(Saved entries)
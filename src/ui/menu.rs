use ratatui::Frame;
use ratatui::layout::{Alignment, Constraint, Layout, Rect};
use ratatui::style::{Modifier, Style};
use ratatui::text::Line;
use ratatui::widgets::{Block, Clear, Paragraph};

use crate::config::Theme;
use crate::game::DeathReason;

/// Draws the pause banner as a centered popup over the board.
pub fn render_pause_menu(frame: &mut Frame<'_>, area: Rect, theme: &Theme) {
    let popup = centered_popup(area, 80, 40);
    frame.render_widget(Clear, popup);

    let lines = vec![
        Line::styled(
            "PAUSED",
            Style::new()
                .fg(theme.banner_accent)
                .add_modifier(Modifier::BOLD),
        ),
        Line::from(""),
        Line::from("[Space] Resume"),
        Line::from("[R] Restart  [Q] Quit"),
    ];

    frame.render_widget(
        Paragraph::new(lines)
            .alignment(Alignment::Center)
            .block(Block::bordered().border_style(Style::new().fg(theme.banner_accent))),
        popup,
    );
}

/// Draws the game-over banner with the final score and death cause.
pub fn render_game_over_menu(
    frame: &mut Frame<'_>,
    area: Rect,
    score: u32,
    death_reason: Option<DeathReason>,
    theme: &Theme,
) {
    let popup = centered_popup(area, 90, 50);
    frame.render_widget(Clear, popup);

    let lines = vec![
        Line::styled(
            "GAME OVER",
            Style::new()
                .fg(theme.banner_over)
                .add_modifier(Modifier::BOLD),
        ),
        Line::from(""),
        Line::from(format!("Final score: {score}")),
        Line::from(match death_reason {
            Some(DeathReason::WallCollision) => "Cause: hit the wall",
            Some(DeathReason::SelfCollision) => "Cause: hit yourself",
            None => "",
        }),
        Line::from(""),
        Line::from("[R] Play Again  [Q] Quit"),
    ];

    frame.render_widget(
        Paragraph::new(lines)
            .alignment(Alignment::Center)
            .block(Block::bordered().border_style(Style::new().fg(theme.banner_over))),
        popup,
    );
}

/// Draws the board-cleared banner.
pub fn render_victory_menu(frame: &mut Frame<'_>, area: Rect, score: u32, theme: &Theme) {
    let popup = centered_popup(area, 90, 50);
    frame.render_widget(Clear, popup);

    let lines = vec![
        Line::styled(
            "BOARD CLEARED",
            Style::new()
                .fg(theme.banner_accent)
                .add_modifier(Modifier::BOLD),
        ),
        Line::from(""),
        Line::from(format!("Final score: {score}")),
        Line::from(""),
        Line::from("[R] Play Again  [Q] Quit"),
    ];

    frame.render_widget(
        Paragraph::new(lines)
            .alignment(Alignment::Center)
            .block(Block::bordered().border_style(Style::new().fg(theme.banner_accent))),
        popup,
    );
}

fn centered_popup(area: Rect, width_percent: u16, height_percent: u16) -> Rect {
    let [_, mid, _] = Layout::vertical([
        Constraint::Percentage((100 - height_percent) / 2),
        Constraint::Percentage(height_percent),
        Constraint::Percentage((100 - height_percent) / 2),
    ])
    .areas(area);

    let [_, center, _] = Layout::horizontal([
        Constraint::Percentage((100 - width_percent) / 2),
        Constraint::Percentage(width_percent),
        Constraint::Percentage((100 - width_percent) / 2),
    ])
    .areas(mid);

    center
}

▶ WHAT YOU NEED TO DO
Keeping each word as it stands, transcribe every entry.

▶ TASK RESPONSE
filename src/ui/menu.rs
use ratatui::Frame;
use ratatui::layout::{Alignment, Constraint, Layout, Rect};
use ratatui::style::{Modifier, Style};
use ratatui::text::Line;
use ratatui::widgets::{Block, Clear, Paragraph};

use crate::config::Theme;
use crate::game::DeathReason;

/// Draws the pause banner as a centered popup over the board.
pub fn render_pause_menu(frame: &mut Frame<'_>, area: Rect, theme: &Theme) {
    let popup = centered_popup(area, 80, 40);
    frame.render_widget(Clear, popup);

    let lines = vec![
        Line::styled(
            "PAUSED",
            Style::new()
                .fg(theme.banner_accent)
                .add_modifier(Modifier::BOLD),
        ),
        Line::from(""),
        Line::from("[Space] Resume"),
        Line::from("[R] Restart  [Q] Quit"),
    ];

    frame.render_widget(
        Paragraph::new(lines)
            .alignment(Alignment::Center)
            .block(Block::bordered().border_style(Style::new().fg(theme.banner_accent))),
        popup,
    );
}

/// Draws the game-over banner with the final score and death cause.
pub fn render_game_over_menu(
    frame: &mut Frame<'_>,
    area: Rect,
    score: u32,
    death_reason: Option<DeathReason>,
    theme: &Theme,
) {
    let popup = centered_popup(area, 90, 50);
    frame.render_widget(Clear, popup);

    let lines = vec![
        Line::styled(
            "GAME OVER",
            Style::new()
                .fg(theme.banner_over)
                .add_modifier(Modifier::BOLD),
        ),
        Line::from(""),
        Line::from(format!("Final score: {score}")),
        Line::from(match death_reason {
            Some(DeathReason::WallCollision) => "Cause: hit the wall",
            Some(DeathReason::SelfCollision) => "Cause: hit yourself",
            None => "",
        }),
        Line::from(""),
        Line::from("[R] Play Again  [Q] Quit"),
    ];

    frame.render_widget(
        Paragraph::new(lines)
            .alignment(Alignment::Center)
            .block(Block::bordered().border_style(Style::new().fg(theme.banner_over))),
        popup,
    );
}

/// Draws the board-cleared banner.
pub fn render_victory_menu(frame: &mut Frame<'_>, area: Rect, score: u32, theme: &Theme) {
    let popup = centered_popup(area, 90, 50);
    frame.render_widget(Clear, popup);

    let lines = vec![
        Line::styled(
            "BOARD CLEARED",
            Style::new()
                .fg(theme.banner_accent)
                .add_modifier(Modifier::BOLD),
        ),
        Line::from(""),
        Line::from(format!("Final score: {score}")),
        Line::from(""),
        Line::from("[R] Play Again  [Q] Quit"),
    ];

    frame.render_widget(
        Paragraph::new(lines)
            .alignment(Alignment::Center)
            .block(Block::bordered().border_style(Style::new().fg(theme.banner_accent))),
        popup,
    );
}

fn centered_popup(area: Rect, width_percent: u16, height_percent: u16) -> Rect {
    let [_, mid, _] = Layout::vertical([
        Constraint::Percentage((100 - height_percent) / 2),
        Constraint::Percentage(height_percent),
        Constraint::Percentage((100 - height_percent) / 2),
    ])
    .areas(area);

    let [_, center, _] = Layout::horizontal([
        Constraint::Percentage((100 - width_percent) / 2),
        Constraint::Percentage(width_percent),
        Constraint::Percentage((100 - width_percent) / 2),
    ])
    .areas(mid);

    center
}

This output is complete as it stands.